-- Task requirements --
All the data must be output exactly as given.
---------------
use thiserror::Error;

#[derive(Error, Debug)]
pub enum ScrapdexError {
    #[error("I/O error: {0}")]
    Io(#[from] std::io::Error),

    #[error("Database error: {0}")]
    Database(#[from] rusqlite::Error),

    #[error("Connection pool error: {0}")]
    Pool(#[from] r2d2::Error),

    #[error("Migration error: {0}")]
    Migration(#[from] rusqlite_migration::Error),

    #[error("Serialization error: {0}")]
    Serialization(#[from] serde_json::Error),

    #[error("HTTP error: {0}")]
    Http(#[from] reqwest::Error),

    #[error("CSV error: {0}")]
    Csv(#[from] csv::Error),

    #[error("Parse error: {0}")]
    Parse(String),

    #[error("Failed to load item list: {0}")]
    PrimaryFetch(String),

    #[error("Request timed out: {0}")]
    Timeout(String),

    #[error("Not found: {0}")]
    NotFound(String),

    #[error("Configuration error: {0}")]
    Config(String),
}

pub type Result<T> = std::result::Result<T, ScrapdexError>;
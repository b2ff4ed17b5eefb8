//! Core library for fetching, normalizing and classifying game item data.

pub mod cache;
pub mod classify;
pub mod config;
pub mod error;
pub mod export;
pub mod fetch;
pub mod file_utils;
pub mod linker;
pub mod loader;
pub mod models;
pub mod normalize;
pub mod rendering;
pub mod view;

pub use error::{Result, ScrapdexError};
pub use loader::{LoadOrigin, Loader, LoaderSettings};
pub use models::{Catalog, Category, Item, Rarity};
---------------
-- Solution to this task --
use thiserror::Error;

#[derive(Error, Debug)]
pub enum ScrapdexError {
    #[error("I/O error: {0}")]
    Io(#[from] std::io::Error),

    #[error("Database error: {0}")]
    Database(#[from] rusqlite::Error),

    #[error("Connection pool error: {0}")]
    Pool(#[from] r2d2::Error),

    #[error("Migration error: {0}")]
    Migration(#[from] rusqlite_migration::Error),

    #[error("Serialization error: {0}")]
    Serialization(#[from] serde_json::Error),

    #[error("HTTP error: {0}")]
    Http(#[from] reqwest::Error),

    #[error("CSV error: {0}")]
    Csv(#[from] csv::Error),

    #[error("Parse error: {0}")]
    Parse(String),

    #[error("Failed to load item list: {0}")]
    PrimaryFetch(String),

    #[error("Request timed out: {0}")]
    Timeout(String),

    #[error("Not found: {0}")]
    NotFound(String),

    #[error("Configuration error: {0}")]
    Config(String),
}

pub type Result<T> = std::result::Result<T, ScrapdexError>;
repository b2ff4ed17b5eefb8
//! Core library for fetching, normalizing and classifying game item data.

pub mod cache;
pub mod classify;
pub mod config;
pub mod error;
pub mod export;
pub mod fetch;
pub mod file_utils;
pub mod linker;
pub mod loader;
pub mod models;
pub mod normalize;
pub mod rendering;
pub mod view;

pub use error::{Result, ScrapdexError};
pub use loader::{LoadOrigin, Loader, LoaderSettings};
pub use models::{Catalog, Category, Item, Rarity};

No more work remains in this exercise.